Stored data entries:
********************

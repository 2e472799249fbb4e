use num_complex::Complex64;
use num_traits::{One, Zero};
use serde::{Deserialize, Serialize};

use crate::error::{MathError, Result};

/// Element arithmetic for the kernels. The integer impls wrap at the kind
/// width, matching the two's-complement scalar semantics; the float and
/// complex impls are the plain IEEE operations.
pub trait Element: Copy + Zero + One {
    fn add(self, rhs: Self) -> Self;
    fn sub(self, rhs: Self) -> Self;
    fn mul(self, rhs: Self) -> Self;
    fn neg(self) -> Self;
}

macro_rules! wrapping_element {
    ($($ty:ty),*) => {$(
        impl Element for $ty {
            fn add(self, rhs: Self) -> Self {
                self.wrapping_add(rhs)
            }
            fn sub(self, rhs: Self) -> Self {
                self.wrapping_sub(rhs)
            }
            fn mul(self, rhs: Self) -> Self {
                self.wrapping_mul(rhs)
            }
            fn neg(self) -> Self {
                self.wrapping_neg()
            }
        }
    )*};
}

macro_rules! plain_element {
    ($($ty:ty),*) => {$(
        impl Element for $ty {
            fn add(self, rhs: Self) -> Self {
                self + rhs
            }
            fn sub(self, rhs: Self) -> Self {
                self - rhs
            }
            fn mul(self, rhs: Self) -> Self {
                self * rhs
            }
            fn neg(self) -> Self {
                -self
            }
        }
    )*};
}

wrapping_element!(i32, i64);
plain_element!(f64, Complex64);

/// Dense row-major matrix with a shape fixed at construction. Every kernel
/// returns a freshly allocated matrix; shape disagreements between two
/// operands surface as `None` so the caller can attach its own diagnostics.
#[derive(Debug, Clone, PartialEq, Serialize, Deserialize)]
pub struct Matrix<T> {
    rows: usize,
    cols: usize,
    data: Vec<T>,
}

impl<T: Copy> Matrix<T> {
    /// Build from a flat row-major buffer of exactly `rows * cols` elements.
    pub fn new(rows: usize, cols: usize, data: Vec<T>) -> Result<Self> {
        if rows == 0 || cols == 0 {
            return Err(MathError::Shape(format!(
                "matrix dimensions must be positive, got {rows}x{cols}"
            )));
        }
        if data.len() != rows * cols {
            return Err(MathError::Shape(format!(
                "buffer of length {} does not fill a {rows}x{cols} matrix",
                data.len()
            )));
        }
        Ok(Matrix { rows, cols, data })
    }

    /// Build from nested rows. Fails on empty or ragged input.
    pub fn from_rows(source: Vec<Vec<T>>) -> Result<Self> {
        let rows = source.len();
        let cols = source.first().map(Vec::len).unwrap_or(0);
        if rows == 0 || cols == 0 {
            return Err(MathError::Shape(
                "matrix must have at least one row and one column".into(),
            ));
        }
        let mut data = Vec::with_capacity(rows * cols);
        for (index, row) in source.iter().enumerate() {
            if row.len() != cols {
                return Err(MathError::Shape(format!(
                    "row {index} has {} columns, expected {cols}",
                    row.len()
                )));
            }
            data.extend_from_slice(row);
        }
        Ok(Matrix { rows, cols, data })
    }

    pub fn rows(&self) -> usize {
        self.rows
    }

    pub fn cols(&self) -> usize {
        self.cols
    }

    pub fn same_shape(&self, other: &Matrix<T>) -> bool {
        self.rows == other.rows && self.cols == other.cols
    }

    pub fn get(&self, row: usize, col: usize) -> T {
        self.data[row * self.cols + col]
    }

    /// Row-major view of the backing buffer.
    pub fn as_slice(&self) -> &[T] {
        &self.data
    }

    pub fn map<U: Copy>(&self, mut f: impl FnMut(T) -> U) -> Matrix<U> {
        Matrix {
            rows: self.rows,
            cols: self.cols,
            data: self.data.iter().map(|&value| f(value)).collect(),
        }
    }

    /// Element-wise combination of two same-shape matrices, `None` otherwise.
    pub fn zip_with(&self, other: &Matrix<T>, mut f: impl FnMut(T, T) -> T) -> Option<Matrix<T>> {
        if !self.same_shape(other) {
            return None;
        }
        let data = self
            .data
            .iter()
            .zip(other.data.iter())
            .map(|(&a, &b)| f(a, b))
            .collect();
        Some(Matrix {
            rows: self.rows,
            cols: self.cols,
            data,
        })
    }
}

impl<T: Element> Matrix<T> {
    pub fn add(&self, other: &Matrix<T>) -> Option<Matrix<T>> {
        self.zip_with(other, <T as Element>::add)
    }

    pub fn add_scalar(&self, scalar: T) -> Matrix<T> {
        self.map(|value| Element::add(value, scalar))
    }

    pub fn subtract(&self, other: &Matrix<T>) -> Option<Matrix<T>> {
        self.zip_with(other, T::sub)
    }

    pub fn subtract_scalar(&self, scalar: T) -> Matrix<T> {
        self.map(|value| value.sub(scalar))
    }

    /// `scalar - m[i][j]` at every position.
    pub fn subtract_from_scalar(&self, scalar: T) -> Matrix<T> {
        self.map(|value| scalar.sub(value))
    }

    pub fn multiply_scalar(&self, scalar: T) -> Matrix<T> {
        self.map(|value| Element::mul(value, scalar))
    }

    pub fn negate(&self) -> Matrix<T> {
        self.map(T::neg)
    }

    /// True matrix product; `None` unless `self.cols == other.rows`.
    pub fn matmul(&self, other: &Matrix<T>) -> Option<Matrix<T>> {
        if self.cols != other.rows {
            return None;
        }
        let mut data = Vec::with_capacity(self.rows * other.cols);
        for i in 0..self.rows {
            for j in 0..other.cols {
                let mut acc = T::zero();
                for k in 0..self.cols {
                    acc = Element::add(acc, Element::mul(self.get(i, k), other.get(k, j)));
                }
                data.push(acc);
            }
        }
        Some(Matrix {
            rows: self.rows,
            cols: other.cols,
            data,
        })
    }
}

impl<T: Copy + Zero> Matrix<T> {
    pub fn zeros(rows: usize, cols: usize) -> Matrix<T> {
        Matrix {
            rows,
            cols,
            data: vec![T::zero(); rows * cols],
        }
    }
}

impl<T: Copy + Zero + One> Matrix<T> {
    pub fn identity(size: usize) -> Matrix<T> {
        let mut data = vec![T::zero(); size * size];
        for i in 0..size {
            data[i * size + i] = T::one();
        }
        Matrix {
            rows: size,
            cols: size,
            data,
        }
    }
}

#[cfg(test)]
mod tests {
    use pretty_assertions::assert_eq;

    use super::*;

    #[test]
    fn from_rows_rejects_ragged_input() {
        let result = Matrix::from_rows(vec![vec![1, 2], vec![3]]);
        assert!(matches!(result, Err(MathError::Shape(_))));
    }

    #[test]
    fn new_rejects_short_buffer() {
        let result = Matrix::new(2, 2, vec![1.0, 2.0, 3.0]);
        assert!(matches!(result, Err(MathError::Shape(_))));
    }

    #[test]
    fn add_requires_matching_shapes() {
        let a = Matrix::from_rows(vec![vec![1, 2], vec![3, 4]]).unwrap();
        let b = Matrix::from_rows(vec![vec![1, 2, 3]]).unwrap();
        assert_eq!(a.add(&b), None);

        let c = Matrix::from_rows(vec![vec![10, 20], vec![30, 40]]).unwrap();
        let sum = a.add(&c).unwrap();
        assert_eq!(sum.as_slice(), &[11, 22, 33, 44]);
    }

    #[test]
    fn matmul_checks_inner_dimension() {
        let a = Matrix::from_rows(vec![vec![1, 2, 3]]).unwrap();
        let b = Matrix::from_rows(vec![vec![4], vec![5], vec![6]]).unwrap();
        let product = a.matmul(&b).unwrap();
        assert_eq!((product.rows(), product.cols()), (1, 1));
        assert_eq!(product.get(0, 0), 32);
        assert_eq!(b.matmul(&b), None);
    }

    #[test]
    fn identity_multiplies_to_itself() {
        let m = Matrix::from_rows(vec![vec![1.0, 2.0], vec![3.0, 4.0]]).unwrap();
        let id = Matrix::<f64>::identity(2);
        assert_eq!(id.matmul(&m).unwrap(), m);
        assert_eq!(m.matmul(&id).unwrap(), m);
    }

    #[test]
    fn integer_kernels_wrap_at_the_kind_width() {
        let top = Matrix::from_rows(vec![vec![i32::MAX]]).unwrap();
        let one = Matrix::from_rows(vec![vec![1]]).unwrap();
        assert_eq!(top.add(&one).unwrap().as_slice(), &[i32::MIN]);
        assert_eq!(top.add_scalar(1).as_slice(), &[i32::MIN]);
        assert_eq!(top.multiply_scalar(2).as_slice(), &[-2]);

        // The matmul accumulator wraps too.
        let two = Matrix::from_rows(vec![vec![2]]).unwrap();
        assert_eq!(top.matmul(&two).unwrap().as_slice(), &[-2]);

        let bottom = Matrix::from_rows(vec![vec![i64::MIN]]).unwrap();
        assert_eq!(bottom.negate().as_slice(), &[i64::MIN]);
        assert_eq!(bottom.subtract(&Matrix::from_rows(vec![vec![1i64]]).unwrap())
            .unwrap()
            .as_slice(), &[i64::MAX]);
    }

    #[test]
    fn scalar_kernels_broadcast() {
        let m = Matrix::from_rows(vec![vec![1, 2], vec![3, 4]]).unwrap();
        assert_eq!(m.add_scalar(10).as_slice(), &[11, 12, 13, 14]);
        assert_eq!(m.subtract_scalar(1).as_slice(), &[0, 1, 2, 3]);
        assert_eq!(m.subtract_from_scalar(10).as_slice(), &[9, 8, 7, 6]);
        assert_eq!(m.multiply_scalar(3).as_slice(), &[3, 6, 9, 12]);
        assert_eq!(m.negate().as_slice(), &[-1, -2, -3, -4]);
    }
}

********************

WHAT TO DO >>
Reproduce word for word the lines of the records above, beginning at the first and ending with the line where "fn sub(self, rhs: Self) -> Self;" appears, and nothing past it.

EXPECTED ANSWER >>
repository 2e472799249fbb4e
use num_complex::Complex64;
use num_traits::{One, Zero};
use serde::{Deserialize, Serialize};

use crate::error::{MathError, Result};

/// Element arithmetic for the kernels. The integer impls wrap at the kind
/// width, matching the two's-complement scalar semantics; the float and
/// complex impls are the plain IEEE operations.
pub trait Element: Copy + Zero + One {
    fn add(self, rhs: Self) -> Self;
    fn sub(self, rhs: Self) -> Self;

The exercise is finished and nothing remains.